= World Cup Rally =

Intercontinental motor rally competition

The World Cup Rally was the name of eight intercontinental motor rally competitions.

==History==
The event drew inspiration from the successful London-Sydney Marathon rallies, which had been held most recently in 1968. Organised by Wylton Dickson, the World Cup Rallies were named for and celebrated the FIFA World Cup association football tournaments. Each rally started in London and raced to the World Cup host city; Mexico City in 1970 and Munich in 1974. With Munich being relatively close to London, the rally was routed southwards into Africa, reaching as far south as Nigeria.

The first two events were:
- 1970 London to Mexico World Cup Rally
- 1974 London-Sahara-Munich World Cup Rally

The 1970 event was a success with over a hundred competitors starting and many automobile manufacturers entering professional teams. The rally was won by a factory supported Ford Escort driven by Finnish driver Hannu Mikkola and Swedish co-driver (navigator) Gunnar Palm.

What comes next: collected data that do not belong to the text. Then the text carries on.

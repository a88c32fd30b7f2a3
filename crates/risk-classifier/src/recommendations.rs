//! Recommendation and narrative text

use crate::biomarkers::Biomarkers;
use crate::risk::RiskCategory;

/// Recommendation for an assessment without enough history
pub const INSUFFICIENT_DATA: &str = "Insufficient data for analysis";

fn baseline(category: RiskCategory) -> [&'static str; 4] {
    match category {
        RiskCategory::High => [
            "Urgent consultation with neurologist recommended",
            "Comprehensive cognitive assessment advised",
            "Regular monitoring of daily functioning changes",
            "Consider brain imaging studies if not recently done",
        ],
        RiskCategory::Medium => [
            "Schedule appointment with healthcare provider",
            "Cognitive exercises and brain training recommended",
            "Monitor for memory and concentration changes",
            "Maintain healthy lifestyle with regular exercise",
        ],
        RiskCategory::Low => [
            "Continue regular health check-ups",
            "Maintain cognitive activities and social engagement",
            "Healthy Mediterranean diet may support brain health",
            "Regular physical activity supports cognitive function",
        ],
    }
}

/// Category baseline followed by biomarker-triggered entries, truncated to `cap`
pub fn recommendations(category: RiskCategory, biomarkers: &Biomarkers, cap: usize) -> Vec<String> {
    let mut list: Vec<String> = baseline(category).iter().map(|s| s.to_string()).collect();

    if biomarkers.saccade_impairment > 40.0 {
        list.push("Eye movement exercises may improve coordination".to_string());
    }
    if biomarkers.fixation_impairment > 50.0 {
        list.push("Focus and attention training could be beneficial".to_string());
    }
    if biomarkers.velocity_impairment > 30.0 {
        list.push("Visual tracking exercises may help eye movement speed".to_string());
    }

    list.truncate(cap);
    list
}

/// Observed patterns worth narrating
pub fn observed_patterns(biomarkers: &Biomarkers) -> Vec<String> {
    let mut patterns = Vec::new();
    if biomarkers.saccade_impairment > 40.0 {
        patterns.push("Delayed saccadic eye movements observed".to_string());
    }
    if biomarkers.pursuit_impairment > 50.0 {
        patterns.push("Reduced smooth pursuit tracking capability".to_string());
    }
    if biomarkers.fixation_impairment > 30.0 {
        patterns.push("Decreased fixation stability during visual tasks".to_string());
    }
    patterns
}

/// Guidance text for a category
pub fn professional_guidance(category: RiskCategory) -> &'static str {
    match category {
        RiskCategory::Low => {
            "These results appear within normal ranges for cognitive screening. \
             Continue regular health check-ups and maintain cognitive activities."
        }
        RiskCategory::Medium => {
            "Some patterns suggest further evaluation may be beneficial. \
             Please share these results with your healthcare provider for personalized assessment."
        }
        RiskCategory::High => {
            "These patterns indicate that professional neurological evaluation is recommended. \
             Please consult with a specialist for comprehensive assessment."
        }
    }
}
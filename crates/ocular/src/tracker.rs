//! Temporal feature tracking over bounded history

use crate::geometry::FrameGeometry;
use crate::sample::EyeSample;
use crate::OcularConfig;
use feature_engine::variance_2d;
use ring_buffer::RingBuffer;
use serde::{Deserialize, Serialize};

/// Features that depend on the current frame and recent history
#[derive(Debug, Clone, Copy, Default, PartialEq, Serialize, Deserialize)]
pub struct TemporalFeatures {
    pub movement: f64,
    pub saccade_velocity: f64,
    pub gaze_stability: f64,
    pub fixation_duration_ms: f64,
}

/// Temporal feature tracker
///
/// Stateless apart from configuration; all memory lives in the history the
/// caller passes in.
#[derive(Debug, Clone)]
pub struct TemporalTracker {
    frame_interval_ms: f64,
    velocity_scale: f64,
    fixation_movement_threshold: f64,
    stability_window: usize,
    stability_min_samples: usize,
    stability_default: f64,
    stability_variance_scale: f64,
}

impl TemporalTracker {
    pub fn new(config: &OcularConfig) -> Self {
        Self {
            frame_interval_ms: config.frame_interval_ms,
            velocity_scale: config.velocity_scale,
            fixation_movement_threshold: config.fixation_movement_threshold,
            stability_window: config.stability_window.max(1),
            stability_min_samples: config.stability_min_samples,
            stability_default: config.stability_default,
            stability_variance_scale: config.stability_variance_scale,
        }
    }

    pub fn compute(
        &self,
        geometry: &FrameGeometry,
        history: &RingBuffer<EyeSample>,
    ) -> TemporalFeatures {
        let movement = self.movement(geometry, history.latest());
        TemporalFeatures {
            movement,
            saccade_velocity: self.velocity(movement),
            gaze_stability: self.gaze_stability(geometry, history),
            fixation_duration_ms: self.fixation_duration_ms(movement, history),
        }
    }

    /// Mean displacement of the two pupils since the previous sample
    pub fn movement(&self, geometry: &FrameGeometry, previous: Option<&EyeSample>) -> f64 {
        match previous {
            Some(prev) => {
                let left = geometry.left.pupil.distance(&prev.pupil_left);
                let right = geometry.right.pupil.distance(&prev.pupil_right);
                (left + right) / 2.0
            }
            None => 0.0,
        }
    }

    /// Movement per nominal frame interval, in pixel-equivalent units
    pub fn velocity(&self, movement: f64) -> f64 {
        let interval_s = self.frame_interval_ms / 1000.0;
        if interval_s <= 0.0 {
            return 0.0;
        }
        movement / interval_s * self.velocity_scale
    }

    /// 1 minus scaled gaze variance over the window ending at this frame
    pub fn gaze_stability(&self, geometry: &FrameGeometry, history: &RingBuffer<EyeSample>) -> f64 {
        let mut gazes: Vec<(f64, f64)> = history
            .iter_recent(self.stability_window - 1)
            .map(|s| (s.gaze_direction.x, s.gaze_direction.y))
            .collect();
        gazes.push((geometry.gaze_direction.x, geometry.gaze_direction.y));

        if gazes.len() < self.stability_min_samples {
            return self.stability_default;
        }

        match variance_2d(&gazes) {
            Some((vx, vy)) => {
                let stability = 1.0 - (vx + vy) * self.stability_variance_scale;
                if stability.is_nan() {
                    0.0
                } else {
                    stability.clamp(0.0, 1.0)
                }
            }
            None => self.stability_default,
        }
    }

    /// Run of low-motion samples ending at this frame, in milliseconds
    pub fn fixation_duration_ms(&self, movement: f64, history: &RingBuffer<EyeSample>) -> f64 {
        if movement >= self.fixation_movement_threshold {
            return 0.0;
        }
        let run = 1 + history
            .iter()
            .rev()
            .take_while(|s| s.movement < self.fixation_movement_threshold)
            .count();
        run as f64 * self.frame_interval_ms
    }
}

#[cfg(test)]
mod tests {
    use super::*;
    use crate::geometry::EyeGeometry;
    use landmarks::Point2;

    fn geometry_at(pupil: (f64, f64), gaze: (f64, f64)) -> FrameGeometry {
        let eye = EyeGeometry {
            pupil: Point2::new(pupil.0, pupil.1),
            ..Default::default()
        };
        FrameGeometry {
            left: eye,
            right: eye,
            gaze_direction: Point2::new(gaze.0, gaze.1),
            ..Default::default()
        }
    }

    fn sample(pupil: (f64, f64), gaze: (f64, f64), movement: f64) -> EyeSample {
        EyeSample {
            pupil_left: Point2::new(pupil.0, pupil.1),
            pupil_right: Point2::new(pupil.0, pupil.1),
            gaze_direction: Point2::new(gaze.0, gaze.1),
            movement,
            ..Default::default()
        }
    }

    fn tracker() -> TemporalTracker {
        TemporalTracker::new(&OcularConfig::default())
    }

    #[test]
    fn test_first_sample_has_no_movement() {
        let history = RingBuffer::new(60);
        let features = tracker().compute(&geometry_at((0.3, 0.4), (0.0, 0.0)), &history);
        assert_eq!(features.movement, 0.0);
        assert_eq!(features.saccade_velocity, 0.0);
        assert_eq!(features.gaze_stability, 0.8);
    }

    #[test]
    fn test_velocity_from_movement() {
        let mut history = RingBuffer::new(60);
        history.push(sample((0.30, 0.40), (0.0, 0.0), 0.0));
        let features = tracker().compute(&geometry_at((0.33, 0.40), (0.0, 0.0)), &history);
        assert!((features.movement - 0.03).abs() < 1e-12);
        // 0.03 / (1/60) * 40 = 72
        assert!((features.saccade_velocity - 72.0).abs() < 1e-9);
    }

    #[test]
    fn test_constant_gaze_is_fully_stable() {
        let mut history = RingBuffer::new(60);
        for _ in 0..5 {
            history.push(sample((0.3, 0.4), (0.05, 0.02), 0.0));
        }
        let stability = tracker().gaze_stability(&geometry_at((0.3, 0.4), (0.05, 0.02)), &history);
        assert!((stability - 1.0).abs() < 1e-12);
    }

    #[test]
    fn test_scattered_gaze_is_unstable() {
        let mut history = RingBuffer::new(60);
        for i in 0..9 {
            let sign = if i % 2 == 0 { 1.0 } else { -1.0 };
            history.push(sample((0.3, 0.4), (0.2 * sign, -0.2 * sign), 0.0));
        }
        let stability = tracker().gaze_stability(&geometry_at((0.3, 0.4), (-0.2, 0.2)), &history);
        assert_eq!(stability, 0.0);
    }

    #[test]
    fn test_fixation_run_stops_at_high_motion() {
        let mut history = RingBuffer::new(60);
        history.push(sample((0.3, 0.4), (0.0, 0.0), 0.0));
        history.push(sample((0.3, 0.4), (0.0, 0.0), 0.05));
        history.push(sample((0.3, 0.4), (0.0, 0.0), 0.001));
        history.push(sample((0.3, 0.4), (0.0, 0.0), 0.002));

        let t = tracker();
        let interval = OcularConfig::default().frame_interval_ms;
        // Current + two low-motion samples before the jump
        assert!((t.fixation_duration_ms(0.0, &history) - 3.0 * interval).abs() < 1e-9);
        assert_eq!(t.fixation_duration_ms(0.01, &history), 0.0);
    }
}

The 1974 event, held in the immediate wake of the 1973 oil crisis, was less successful, with only two factory supported teams and the majority of the front running cars being privateer entrants. The second event was additionally blighted by an error in the navigational notes which saw the majority of the field become lost in the Algerian Sahara desert. The rally was won by the privateer Citroën DS of Australian drivers Jim Reddiex, Ken Tubman and Andre Welinski, who was a veteran of the 1968 London-Sydney Marathon.

The 1974 event's first ever journey across the Sahara planted the seed that would become the Dakar Rally in 1980.

The race continued to be held sporadically.